# Description of the task
Quote exactly the lines from the start of the entries to the one with "the grouping column", both ends included.

[Stored data]
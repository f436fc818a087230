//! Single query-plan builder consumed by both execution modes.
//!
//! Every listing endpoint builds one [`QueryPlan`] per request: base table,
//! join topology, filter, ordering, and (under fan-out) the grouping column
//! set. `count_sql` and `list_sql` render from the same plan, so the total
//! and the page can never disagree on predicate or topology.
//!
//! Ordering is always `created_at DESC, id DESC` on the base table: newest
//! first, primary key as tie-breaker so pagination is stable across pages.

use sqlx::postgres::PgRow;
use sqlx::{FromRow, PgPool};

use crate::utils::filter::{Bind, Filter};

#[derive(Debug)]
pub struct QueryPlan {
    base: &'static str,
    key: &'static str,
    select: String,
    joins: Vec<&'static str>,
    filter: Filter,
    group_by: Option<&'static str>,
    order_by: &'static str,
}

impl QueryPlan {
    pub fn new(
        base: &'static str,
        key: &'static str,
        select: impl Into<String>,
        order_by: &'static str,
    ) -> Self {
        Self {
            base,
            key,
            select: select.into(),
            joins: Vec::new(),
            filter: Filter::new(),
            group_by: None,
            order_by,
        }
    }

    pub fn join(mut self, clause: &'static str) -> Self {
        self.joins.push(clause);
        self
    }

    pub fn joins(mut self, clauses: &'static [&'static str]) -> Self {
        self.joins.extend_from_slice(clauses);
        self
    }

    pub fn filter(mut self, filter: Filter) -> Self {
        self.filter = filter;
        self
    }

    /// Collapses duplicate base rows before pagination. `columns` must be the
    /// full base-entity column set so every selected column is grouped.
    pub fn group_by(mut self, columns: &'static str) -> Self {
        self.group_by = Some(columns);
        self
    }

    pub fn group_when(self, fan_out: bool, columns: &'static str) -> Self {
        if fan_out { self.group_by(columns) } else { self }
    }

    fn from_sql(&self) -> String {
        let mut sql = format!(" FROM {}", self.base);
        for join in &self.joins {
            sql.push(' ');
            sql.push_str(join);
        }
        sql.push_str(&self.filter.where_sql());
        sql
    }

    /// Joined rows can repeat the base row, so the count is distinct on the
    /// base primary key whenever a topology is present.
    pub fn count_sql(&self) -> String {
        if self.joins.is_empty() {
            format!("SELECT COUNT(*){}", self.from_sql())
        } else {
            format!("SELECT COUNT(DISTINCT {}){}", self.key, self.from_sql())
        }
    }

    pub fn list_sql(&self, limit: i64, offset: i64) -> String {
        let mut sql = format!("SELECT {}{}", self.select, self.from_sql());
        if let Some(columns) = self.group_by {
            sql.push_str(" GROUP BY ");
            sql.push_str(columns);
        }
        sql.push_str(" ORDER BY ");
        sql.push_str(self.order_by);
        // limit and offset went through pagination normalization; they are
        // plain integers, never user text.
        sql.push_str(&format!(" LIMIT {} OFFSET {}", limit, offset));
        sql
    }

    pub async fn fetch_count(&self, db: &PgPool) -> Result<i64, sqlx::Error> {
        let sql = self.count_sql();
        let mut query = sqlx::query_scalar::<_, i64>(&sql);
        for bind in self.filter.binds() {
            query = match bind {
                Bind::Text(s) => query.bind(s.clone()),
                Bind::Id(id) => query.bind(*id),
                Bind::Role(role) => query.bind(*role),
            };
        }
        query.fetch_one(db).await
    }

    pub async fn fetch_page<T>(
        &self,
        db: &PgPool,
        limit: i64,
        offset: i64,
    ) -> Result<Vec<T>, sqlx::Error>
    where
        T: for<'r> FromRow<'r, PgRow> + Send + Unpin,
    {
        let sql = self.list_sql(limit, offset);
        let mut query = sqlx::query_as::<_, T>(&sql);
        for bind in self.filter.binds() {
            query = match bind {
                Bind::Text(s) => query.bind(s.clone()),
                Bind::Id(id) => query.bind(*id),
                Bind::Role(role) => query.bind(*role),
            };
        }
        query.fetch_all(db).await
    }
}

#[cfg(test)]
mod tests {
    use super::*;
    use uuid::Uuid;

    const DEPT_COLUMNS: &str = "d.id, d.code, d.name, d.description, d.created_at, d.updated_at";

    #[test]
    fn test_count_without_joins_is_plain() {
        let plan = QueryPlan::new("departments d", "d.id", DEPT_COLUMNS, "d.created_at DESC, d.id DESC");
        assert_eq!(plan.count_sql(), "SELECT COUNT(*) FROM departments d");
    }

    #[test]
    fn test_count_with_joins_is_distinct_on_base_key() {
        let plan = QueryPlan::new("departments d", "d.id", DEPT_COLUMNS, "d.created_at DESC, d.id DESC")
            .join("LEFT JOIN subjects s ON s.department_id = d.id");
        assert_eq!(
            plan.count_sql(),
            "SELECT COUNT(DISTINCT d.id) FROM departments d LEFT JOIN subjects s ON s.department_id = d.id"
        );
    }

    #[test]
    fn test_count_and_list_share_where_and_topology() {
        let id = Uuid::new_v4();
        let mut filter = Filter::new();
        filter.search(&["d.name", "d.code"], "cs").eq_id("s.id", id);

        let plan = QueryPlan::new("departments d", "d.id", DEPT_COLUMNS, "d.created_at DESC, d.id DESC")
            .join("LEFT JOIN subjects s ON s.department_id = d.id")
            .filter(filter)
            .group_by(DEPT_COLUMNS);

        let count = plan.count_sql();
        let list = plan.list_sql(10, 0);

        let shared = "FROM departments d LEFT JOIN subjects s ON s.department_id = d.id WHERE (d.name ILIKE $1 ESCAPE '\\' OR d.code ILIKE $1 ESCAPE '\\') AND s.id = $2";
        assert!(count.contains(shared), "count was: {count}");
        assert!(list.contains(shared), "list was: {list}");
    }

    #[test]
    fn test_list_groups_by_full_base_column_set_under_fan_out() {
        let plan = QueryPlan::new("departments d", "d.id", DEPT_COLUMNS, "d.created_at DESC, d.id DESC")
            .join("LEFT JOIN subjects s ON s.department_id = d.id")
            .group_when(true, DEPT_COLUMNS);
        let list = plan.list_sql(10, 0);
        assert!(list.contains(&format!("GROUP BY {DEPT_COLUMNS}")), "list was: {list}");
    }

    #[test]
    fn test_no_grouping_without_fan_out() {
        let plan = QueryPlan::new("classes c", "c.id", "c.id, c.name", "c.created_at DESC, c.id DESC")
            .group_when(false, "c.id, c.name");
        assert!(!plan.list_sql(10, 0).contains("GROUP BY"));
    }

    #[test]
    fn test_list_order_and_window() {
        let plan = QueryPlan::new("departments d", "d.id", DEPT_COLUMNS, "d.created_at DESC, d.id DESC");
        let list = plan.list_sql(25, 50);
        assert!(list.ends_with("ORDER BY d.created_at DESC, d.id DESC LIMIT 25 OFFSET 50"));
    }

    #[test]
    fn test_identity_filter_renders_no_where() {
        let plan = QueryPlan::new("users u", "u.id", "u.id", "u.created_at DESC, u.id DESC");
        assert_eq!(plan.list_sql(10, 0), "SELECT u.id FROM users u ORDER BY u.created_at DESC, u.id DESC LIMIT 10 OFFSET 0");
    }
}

# Output for this exercise
repository f436fc818a087230
//! Single query-plan builder consumed by both execution modes.
//!
//! Every listing endpoint builds one [`QueryPlan`] per request: base table,
//! join topology, filter, ordering, and (under fan-out) the grouping column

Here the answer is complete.